Radial distribution functions (RDF) between specified atom pairs after 1-ns (dash doted), 30-ns (short dashed), and 50-ns (solid line) simulations. (A) P1 atom of POPA vs. O3 atom of CHOL; (B) P1 atom of POPC vs. O3 atom of CHOL; (C) P1 atom of POPC vs. P1 atom of POPA; (D) O3-O3 in CHOL; (E) P1-P1 in POPC; (F) P1-P1 in POPA. The data resulted from the average over 500 simulation frames near the designated simulation time.

Fig. 4

Snapshots of various interacting pairs in the POPC-POPA-CHOL system: (A) VDW interaction of POPA and CHOL (orange). Two methyl groups on the rings of CHOL are highlighted in circle.
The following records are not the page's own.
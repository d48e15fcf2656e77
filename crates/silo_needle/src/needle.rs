//! The needle record type.

use crate::ttl::Ttl;
use crate::types::{Cookie, NeedleId};
use crate::version::{LAST_MODIFIED_SIZE, TTL_SIZE, Version};

/// Metadata flags of a needle, one byte on disk.
#[derive(Debug, Clone, Copy, PartialEq, Eq, Default)]
pub struct NeedleFlags(u8);

impl NeedleFlags {
    /// No flags set.
    pub const NONE: Self = Self(0);
    /// Data is gzip-compressed.
    pub const GZIP: u8 = 0x01;
    /// Record carries a name.
    pub const HAS_NAME: u8 = 0x02;
    /// Record carries a mime type.
    pub const HAS_MIME: u8 = 0x04;
    /// Record carries a last-modified timestamp.
    pub const HAS_LAST_MODIFIED: u8 = 0x08;
    /// Record carries a TTL.
    pub const HAS_TTL: u8 = 0x10;
    /// Record carries key/value pairs.
    pub const HAS_PAIRS: u8 = 0x20;
    /// Data is a chunk manifest rather than object content.
    pub const IS_CHUNK_MANIFEST: u8 = 0x80;

    /// Creates flags from the raw byte.
    #[must_use]
    pub const fn from_byte(b: u8) -> Self {
        Self(b)
    }

    /// Returns the raw byte value.
    #[must_use]
    pub const fn as_byte(self) -> u8 {
        self.0
    }

    /// Checks whether `flag` is set.
    #[must_use]
    pub const fn has(self, flag: u8) -> bool {
        self.0 & flag != 0
    }

    /// Returns a copy with `flag` set.
    #[must_use]
    pub const fn with(self, flag: u8) -> Self {
        Self(self.0 | flag)
    }
}

/// One stored object version inside a volume log.
#[derive(Debug, Clone, PartialEq, Eq, Default)]
pub struct Needle {
    /// Random anti-enumeration token.
    pub cookie: Cookie,
    /// Content key, unique per volume.
    pub id: NeedleId,
    /// Raw object bytes.
    pub data: Vec<u8>,
    /// Optional object name, at most 255 bytes.
    pub name: Vec<u8>,
    /// Optional mime type, at most 255 bytes.
    pub mime: Vec<u8>,
    /// Optional key/value pairs, opaque size-prefixed bytes.
    pub pairs: Vec<u8>,
    /// Metadata flags.
    pub flags: NeedleFlags,
    /// Unix seconds of the last modification; 5 bytes on disk.
    pub last_modified: u64,
    /// Time-to-live; expiry is resolved lazily at read time.
    pub ttl: Ttl,
    /// CRC32 over `data`, filled in by the codec.
    pub checksum: u32,
    /// Append timestamp in nanoseconds (version 3 only).
    pub append_at_ns: u64,
}

impl Needle {
    /// Creates a needle holding `data` with a freshly generated cookie.
    #[must_use]
    pub fn new(id: NeedleId, data: Vec<u8>) -> Self {
        Self {
            cookie: Cookie::random(),
            id,
            data,
            ..Self::default()
        }
    }

    /// Sets the name and its flag.
    #[must_use]
    pub fn with_name(mut self, name: impl Into<Vec<u8>>) -> Self {
        self.name = name.into();
        self.flags = self.flags.with(NeedleFlags::HAS_NAME);
        self
    }

    /// Sets the mime type and its flag.
    #[must_use]
    pub fn with_mime(mut self, mime: impl Into<Vec<u8>>) -> Self {
        self.mime = mime.into();
        self.flags = self.flags.with(NeedleFlags::HAS_MIME);
        self
    }

    /// Sets the last-modified timestamp and its flag.
    #[must_use]
    pub fn with_last_modified(mut self, secs: u64) -> Self {
        self.last_modified = secs;
        self.flags = self.flags.with(NeedleFlags::HAS_LAST_MODIFIED);
        self
    }

    /// Sets the TTL and its flag.
    #[must_use]
    pub fn with_ttl(mut self, ttl: Ttl) -> Self {
        self.ttl = ttl;
        self.flags = self.flags.with(NeedleFlags::HAS_TTL);
        self
    }

    /// Sets the key/value pairs and their flag.
    #[must_use]
    pub fn with_pairs(mut self, pairs: impl Into<Vec<u8>>) -> Self {
        self.pairs = pairs.into();
        self.flags = self.flags.with(NeedleFlags::HAS_PAIRS);
        self
    }

    /// Whether the data is gzip-compressed.
    #[must_use]
    pub fn is_gzipped(&self) -> bool {
        self.flags.has(NeedleFlags::GZIP)
    }

    /// Whether the record carries a name.
    #[must_use]
    pub fn has_name(&self) -> bool {
        self.flags.has(NeedleFlags::HAS_NAME)
    }

    /// Whether the record carries a mime type.
    #[must_use]
    pub fn has_mime(&self) -> bool {
        self.flags.has(NeedleFlags::HAS_MIME)
    }

    /// Whether the record carries a last-modified timestamp.
    #[must_use]
    pub fn has_last_modified(&self) -> bool {
        self.flags.has(NeedleFlags::HAS_LAST_MODIFIED)
    }

    /// Whether the record carries a TTL.
    #[must_use]
    pub fn has_ttl(&self) -> bool {
        self.flags.has(NeedleFlags::HAS_TTL)
    }

    /// Whether the record carries key/value pairs.
    #[must_use]
    pub fn has_pairs(&self) -> bool {
        self.flags.has(NeedleFlags::HAS_PAIRS)
    }

    /// Whether the data is a chunk manifest.
    #[must_use]
    pub fn is_chunk_manifest(&self) -> bool {
        self.flags.has(NeedleFlags::IS_CHUNK_MANIFEST)
    }

    /// Returns the value of the record's size field for the given version.
    ///
    /// Version 1 stores the raw data length. Versions 2/3 store the total
    /// length of the self-describing body: data length prefix, data, flags,
    /// and each flag-gated field that is present - or zero when the data is
    /// empty.
    #[must_use]
    pub fn size(&self, version: Version) -> u32 {
        match version {
            Version::V1 => self.data.len() as u32,
            Version::V2 | Version::V3 => {
                if self.data.is_empty() {
                    return 0;
                }
                let mut size = 4 + self.data.len() as u32 + 1;
                if self.has_name() {
                    size += 1 + self.name.len() as u32;
                }
                if self.has_mime() {
                    size += 1 + self.mime.len() as u32;
                }
                if self.has_last_modified() {
                    size += LAST_MODIFIED_SIZE;
                }
                if self.has_ttl() {
                    size += TTL_SIZE;
                }
                if self.has_pairs() {
                    size += 2 + self.pairs.len() as u32;
                }
                size
            }
        }
    }

    /// Whether the needle has expired as of `now_secs`, resolved from its
    /// TTL and last-modified timestamp.
    #[must_use]
    pub fn is_expired(&self, now_secs: u64) -> bool {
        if !self.has_ttl() || !self.has_last_modified() {
            return false;
        }
        self.ttl.is_expired(self.last_modified, now_secs)
    }
}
Black sphere in POPA represents C4 atom in sn1 chain. (B) hydrogen bonding (HB) between POPA and CHOL; (C) HB between two CHOL molecules; (D) water mediated HB between CHOL molecules; (E) electrostatic interaction between headgroup oxygen of POPA (red) and nitrogen of choline group of POPC (blue); (F) Na⁺ (yellow) mediated pairing between POPA and POPC.

Fig. 5

Histograms of area per molecule for the system experienced 10-ns (grey) and 50-ns (black) MD simulations. Each histogram, with a bin size of 2.5, resulted from averaging both leaflets in 10 representative simulation snapshots over 40 ps time slabs. Individual components included POPC (●), POPA (■), CHOL (◆). For clarity, most of the symbols were not shown in the plots.

Fig. 6

Comparison of order parameters for (A) the sn1 chains of POPC (●) and POPA (■) at 50 ns and (B) POPC at a number of simulation time point: 10ns (◆), 15 ns (▼), 30 ns (▲) and 50 ns (●). The reported $S_n^{CD}$ resulted from the average over 500 simulation frames near the designated simulation time. The error bars is smaller than the symbol size.

Fig. 7

Electron density profiles averaged over the last 1-ns simulation along the bilayer normal. (A) Total simulated system (solid line), water (dashed line), POPC (●), POPA (○) and CHOL (◆); and (B) individual groups of lipids: POPC phosphorous (▼), POPA phosphorous (▽), hydroxyl oxygen of CHOL (■), C4 of POPC (●), C4 of POPA (○).